Be it the dare to bare ‘Rapid Fire’ round, or the recently added ‘Bollywood Quiz’ section, I loved this show ever since it was launched almost 5 years back. Its sole intention it seemed was to make the glitterati ditch diplomacy and instead succumb to an almost incurable ‘foot in the mouth’ disease while they vied to win the by now legendary ‘Coffee Hamper’. Incidentally, the guests on the show today happened to be my current favorite actress - a no longer single, and yet as feisty - Vidya Balan, and the multi talented and very much married director, singer, and actor - Farhan Akhtar. To be honest, I was looking forward to their next film – ‘Shaadi Ke Side Effects’, and really wanted to check out the kind of chemistry they shared.
I neither wished to pickup any, nor for that matter get influenced by, the so called ‘side effects of marriage’ which this film was all about.
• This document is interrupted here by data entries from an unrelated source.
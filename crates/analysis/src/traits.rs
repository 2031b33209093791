//! Capability traits composed by the orchestrator.

use async_trait::async_trait;
use querylens_core::{AnalysisError, Domain, Entity, Intent};
use tokio_util::sync::CancellationToken;

/// A branch result and whether a model call behind it failed.
///
/// A degraded value is heuristic-only and must not be cached.
#[derive(Debug, Clone, PartialEq)]
pub struct Branch<T> {
    pub value: T,
    pub degraded: bool,
}

impl<T> Branch<T> {
    pub fn new(value: T, degraded: bool) -> Self {
        Self { value, degraded }
    }

    pub fn clean(value: T) -> Self {
        Self::new(value, false)
    }
}

/// Finds business entities in a question.
#[async_trait]
pub trait EntityExtractor: Send + Sync {
    async fn extract_entities(
        &self,
        question: &str,
        cancel: &CancellationToken,
    ) -> Result<Branch<Vec<Entity>>, AnalysisError>;
}

/// Resolves the analytical intent of a question.
#[async_trait]
pub trait IntentClassifier: Send + Sync {
    async fn classify_intent(
        &self,
        question: &str,
        cancel: &CancellationToken,
    ) -> Result<Branch<Intent>, AnalysisError>;
}

/// Picks the business domain a question belongs to.
#[async_trait]
pub trait DomainDetector: Send + Sync {
    async fn detect_domain(&self, question: &str) -> Result<Domain, AnalysisError>;
}
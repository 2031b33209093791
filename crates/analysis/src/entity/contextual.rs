//! Neighbour-word heuristics: a word next to "total" is probably a metric,
//! a word after "by" probably a dimension.

use querylens_config::knowledge::ContextualIndicators;
use querylens_core::text::{is_stopword, words};
use querylens_core::{Entity, EntityType, ExtractionMethod};
use std::collections::HashSet;

const BASE_SCORE: f64 = 0.25;
const PER_NEIGHBOUR: f64 = 0.35;
const MAX_SCORE: f64 = 0.8;
/// Only candidates scoring above this are kept.
const ACCEPT_ABOVE: f64 = 0.5;

pub struct ContextualExtractor {
    indicators: Vec<(EntityType, HashSet<String>)>,
    all_indicators: HashSet<String>,
}

impl ContextualExtractor {
    pub fn new(sets: &[ContextualIndicators]) -> Self {
        let indicators: Vec<(EntityType, HashSet<String>)> = sets
            .iter()
            .map(|s| {
                (
                    s.entity_type,
                    s.words.iter().map(|w| w.to_lowercase()).collect(),
                )
            })
            .collect();
        let all_indicators = indicators
            .iter()
            .flat_map(|(_, words)| words.iter().cloned())
            .collect();
        Self {
            indicators,
            all_indicators,
        }
    }

    pub fn score(neighbours: usize) -> f64 {
        (BASE_SCORE + PER_NEIGHBOUR * neighbours as f64).min(MAX_SCORE)
    }

    pub fn extract(&self, question: &str) -> Vec<Entity> {
        let tokens = words(question);
        let mut found = Vec::new();

        for (i, word) in tokens.iter().enumerate() {
            if word.lower.len() < 2
                || is_stopword(&word.lower)
                || self.all_indicators.contains(&word.lower)
            {
                continue;
            }
            let neighbours: Vec<&str> = [i.checked_sub(1), Some(i + 1)]
                .into_iter()
                .flatten()
                .filter_map(|j| tokens.get(j))
                .map(|w| w.lower.as_str())
                .collect();

            let best = self
                .indicators
                .iter()
                .map(|(entity_type, set)| {
                    let hits = neighbours.iter().filter(|n| set.contains(**n)).count();
                    (*entity_type, hits)
                })
                .filter(|(_, hits)| *hits > 0)
                .fold(None::<(EntityType, usize)>, |acc, cand| match acc {
                    Some(best) if best.1 >= cand.1 => Some(best),
                    _ => Some(cand),
                });

            let Some((entity_type, hits)) = best else {
                continue;
            };
            let score = Self::score(hits);
            if score <= ACCEPT_ABOVE {
                continue;
            }
            found.push(Entity::new(
                word.text.as_str(),
                entity_type,
                word.text.as_str(),
                word.index,
                score,
                ExtractionMethod::Contextual,
            ));
        }
        found
    }
}
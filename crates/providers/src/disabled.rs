//! Stand-in model used when no endpoint is configured.
//!
//! Every call fails with `NotConfigured`, which the analysis pipeline
//! treats like having no model: the heuristic path runs alone and the
//! result is not marked degraded.

use async_trait::async_trait;
use querylens_core::{LanguageModel, ModelError};
use std::time::Duration;

#[derive(Debug, Clone)]
pub struct DisabledModel {
    reason: String,
}

impl DisabledModel {
    pub fn new(reason: impl Into<String>) -> Self {
        Self {
            reason: reason.into(),
        }
    }
}

#[async_trait]
impl LanguageModel for DisabledModel {
    fn name(&self) -> &str {
        "disabled"
    }

    async fn complete(&self, _prompt: &str, _timeout: Duration) -> Result<String, ModelError> {
        Err(ModelError::NotConfigured(self.reason.clone()))
    }
}

#[cfg(test)]
mod tests {
    use super::*;

    #[tokio::test]
    async fn always_not_configured() {
        let model = DisabledModel::new("no api key");
        let err = model
            .complete("anything", Duration::from_secs(1))
            .await
            .unwrap_err();
        assert_eq!(err, ModelError::NotConfigured("no api key".into()));
    }
}
#[cfg(test)]
mod tests {
    use super::*;
    use querylens_config::UserPreferences;
    use querylens_core::{AnalysisError, EntityType, IntentType, LanguageModel, ModelError};
    use querylens_memory::{InMemoryCatalog, InMemoryFeedbackRepository, MokaCache};
    use std::collections::HashMap;
    use std::sync::Mutex;

    const Q: &str = "What is the total deposit amount for UK players last month?";

    /// Answers intent prompts with `reply` and entity prompts with an empty array.
    struct CountingModel {
        reply: String,
        calls: Mutex<usize>,
    }

    #[async_trait]
    impl LanguageModel for CountingModel {
        fn name(&self) -> &str {
            "counting"
        }

        async fn complete(&self, prompt: &str, _timeout: Duration) -> Result<String, ModelError> {
            *self.calls.lock().unwrap() += 1;
            if prompt.contains("Classify the analytical intent") {
                Ok(self.reply.clone())
            } else {
                Ok("[]".into())
            }
        }
    }

    struct BrokenIntent;

    #[async_trait]
    impl IntentClassifier for BrokenIntent {
        async fn classify_intent(
            &self,
            _question: &str,
            _cancel: &CancellationToken,
        ) -> Result<Branch<Intent>, AnalysisError> {
            Err(AnalysisError::stage("intent_classification", "classifier offline"))
        }
    }

    fn builder() -> ContextAnalyzerBuilder {
        ContextAnalyzer::builder(KnowledgeBase::builtin(), &AppConfig::default())
    }

    #[tokio::test]
    async fn heuristic_analysis_of_example_question() {
        let analyzer = builder().build().unwrap();
        let profile = analyzer.analyze_question(Q, "u1").await;

        assert_eq!(profile.intent_type(), IntentType::Aggregation);
        assert_eq!(profile.domain.name, "Banking");
        assert!(profile
            .entities
            .iter()
            .any(|e| e.name == "deposit" && e.entity_type == EntityType::Metric));
        assert!(profile.time_range.is_some());
        assert!(!profile.is_fallback());
        assert!((0.0..=1.0).contains(&profile.confidence));
        assert!(profile.validations.len() >= 2 + profile.entities.len());
        assert_eq!(profile.business_terms, vec!["deposit", "uk", "player"]);
        assert!(profile.term_relevance["deposit"] > profile.term_relevance["uk"]);
    }

    #[tokio::test]
    async fn empty_question_is_fallback_profile() {
        let analyzer = builder().build().unwrap();
        let profile = analyzer.analyze_question("   ", "u1").await;
        assert!(profile.entities.is_empty());
        assert!(profile.domain.is_general());
        assert!((0.3..=0.4).contains(&profile.confidence));
        assert!(profile.is_fallback());
    }

    #[tokio::test]
    async fn failed_branch_degrades_without_aborting_others() {
        let analyzer = builder()
            .with_intent_classifier(Arc::new(BrokenIntent))
            .build()
            .unwrap();
        let profile = analyzer.analyze_question(Q, "u1").await;
        assert!(profile.is_fallback());
        assert!(profile.confidence <= 0.4);
        assert_eq!(profile.domain.name, "Banking");
        assert!(!profile.entities.is_empty());
    }

    #[tokio::test]
    async fn profile_cache_serves_repeat_questions() {
        let model = Arc::new(CountingModel {
            reply: "AGGREGATION|0.95".into(),
            calls: Mutex::new(0),
        });
        let analyzer = builder()
            .with_model(GuardedModel::new(model.clone(), Duration::from_secs(1)))
            .with_cache(Arc::new(MokaCache::new(100)))
            .build()
            .unwrap();

        let first = analyzer.analyze_question(Q, "u1").await;
        let calls = *model.calls.lock().unwrap();
        let second = analyzer.analyze_question(Q, "u1").await;
        assert_eq!(first, second);
        assert_eq!(*model.calls.lock().unwrap(), calls);

        let other_user = analyzer.analyze_question(Q, "u2").await;
        assert_ne!(other_user.analysis_id, first.analysis_id);
    }

    #[tokio::test]
    async fn unparseable_model_reply_degrades_and_skips_cache() {
        let model = Arc::new(CountingModel {
            reply: "no idea".into(),
            calls: Mutex::new(0),
        });
        let analyzer = builder()
            .with_model(GuardedModel::new(model.clone(), Duration::from_secs(1)))
            .with_cache(Arc::new(MokaCache::new(100)))
            .build()
            .unwrap();

        let first = analyzer.analyze_question(Q, "u1").await;
        assert!(first.has_flag(AnalysisFlag::FallbackAnalysis));
        assert!(first.confidence <= 0.4);
        assert_eq!(first.intent_type(), IntentType::Aggregation);

        let calls = *model.calls.lock().unwrap();
        let second = analyzer.analyze_question(Q, "u1").await;
        assert_ne!(second.analysis_id, first.analysis_id);
        assert!(*model.calls.lock().unwrap() > calls);
    }

    #[tokio::test]
    async fn preferred_domain_personalizes_weak_questions() {
        let mut config = AppConfig::default();
        config.users.insert(
            "analyst".into(),
            UserPreferences {
                preferred_domain: Some("Gaming".into()),
                term_boosts: HashMap::new(),
                ..Default::default()
            },
        );
        let analyzer = ContextAnalyzer::builder(KnowledgeBase::builtin(), &config)
            .build()
            .unwrap();
        let profile = analyzer.analyze_question("show me the numbers please", "analyst").await;
        assert_eq!(profile.domain.name, "Gaming");
        assert!(profile.has_flag(AnalysisFlag::Personalized));
    }

    #[tokio::test]
    async fn cancelled_analysis_is_flagged() {
        let analyzer = builder()
            .with_feedback(Arc::new(InMemoryFeedbackRepository::default()))
            .with_metadata(Arc::new(InMemoryCatalog::sample()))
            .build()
            .unwrap();
        let token = CancellationToken::new();
        token.cancel();
        let profile = analyzer.analyze_question_with_cancel(Q, "u1", &token).await;
        assert!(profile.has_flag(AnalysisFlag::Cancelled));
        assert!(profile.is_fallback());
        assert!(profile.confidence <= 0.4);
        assert!(profile.validations.is_empty());
    }

    #[tokio::test]
    async fn counters_track_branches() {
        let analyzer = builder().build().unwrap();
        analyzer.analyze_question(Q, "u1").await;
        let snapshot = analyzer.counters().snapshot();
        for op in ["extract_entities", "classify_intent", "detect_domain", "analyze_question"] {
            assert_eq!(snapshot.get(op).map(|s| s.count), Some(1), "{op}");
        }
        assert!(snapshot.get("validate_intent").is_some());
    }
}
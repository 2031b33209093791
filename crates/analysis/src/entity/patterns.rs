//! Regex-family entity extraction.

use crate::{KnowledgeError, compile};
use querylens_config::knowledge::EntityPatternFamily;
use querylens_core::text::{is_stopword, word_index_at, words};
use querylens_core::{Entity, EntityType, ExtractionMethod};
use regex::Regex;

/// Confidence of every pattern match.
pub const PATTERN_CONFIDENCE: f64 = 0.7;

pub struct PatternExtractor {
    families: Vec<(EntityType, Vec<Regex>)>,
}

impl PatternExtractor {
    pub fn new(families: &[EntityPatternFamily]) -> Result<Self, KnowledgeError> {
        let families = families
            .iter()
            .map(|family| {
                let context = format!("{} entity", family.entity_type);
                let compiled = family
                    .patterns
                    .iter()
                    .map(|p| compile(&context, p))
                    .collect::<Result<Vec<_>, _>>()?;
                Ok((family.entity_type, compiled))
            })
            .collect::<Result<Vec<_>, KnowledgeError>>()?;
        Ok(Self { families })
    }

    pub fn extract(&self, question: &str) -> Vec<Entity> {
        let tokens = words(question);
        let mut found = Vec::new();

        for (entity_type, patterns) in &self.families {
            for pattern in patterns {
                for caps in pattern.captures_iter(question) {
                    let Some(whole) = caps.get(0) else { continue };
                    let name_match = caps.get(1).unwrap_or(whole);
                    let name = name_match.as_str().trim();
                    if name.is_empty() || is_stopword(&name.to_lowercase()) {
                        continue;
                    }
                    found.push(Entity::new(
                        name,
                        *entity_type,
                        whole.as_str().trim(),
                        word_index_at(&tokens, name_match.start()),
                        PATTERN_CONFIDENCE,
                        ExtractionMethod::Pattern,
                    ));
                }
            }
        }
        found
    }
}
//! Language model implementations for QueryLens.
//!
//! All models implement `querylens_core::LanguageModel`; the OpenAI-compatible
//! client also implements `EmbeddingService`. `build_from_config` selects
//! the right one from configuration.

pub mod disabled;
pub mod openai_compat;
pub mod router;

pub use disabled::DisabledModel;
pub use openai_compat::OpenAiCompatModel;
pub use router::{ModelStack, build_from_config};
I instead was looking forward to some generous doze of entertainment to help end a weekend on a high note. About 15 minutes into the show, just when things were heating up with Vidya candidly confessing to be a harmless flirt who could also be a tease, my phone abruptly buzzed into life. It was an unidentified number almost impossible to place. Muting the Television, I picked up the phone “Hello?”
The person on the other side softly whispered “Remember me?” – It was a voice I did not clearly recognize, yet it managed to send my heart racing, in a way I couldn’t quite fathom. To buy myself some time in correctly guessing who was on the line, I was forced to use my favorite probing question for such situations - “What a pleasant surprise… so how are you?”
Not to be taken in that easily, she replied “I will come to that later – but why don’t you start off by identifying who I am?” – There were just two people who could have spoken to me so confidently – one of them being my childhood friend, now happily married to an IT professional and settled in the world’s top IT Hub - Bangalore.
“Kaajal?” I asked, breathlessly, hoping against hope that the call had come through from Bangalore…
“This is Deepika” she replied, and almost immediately my heartbeats accelerated.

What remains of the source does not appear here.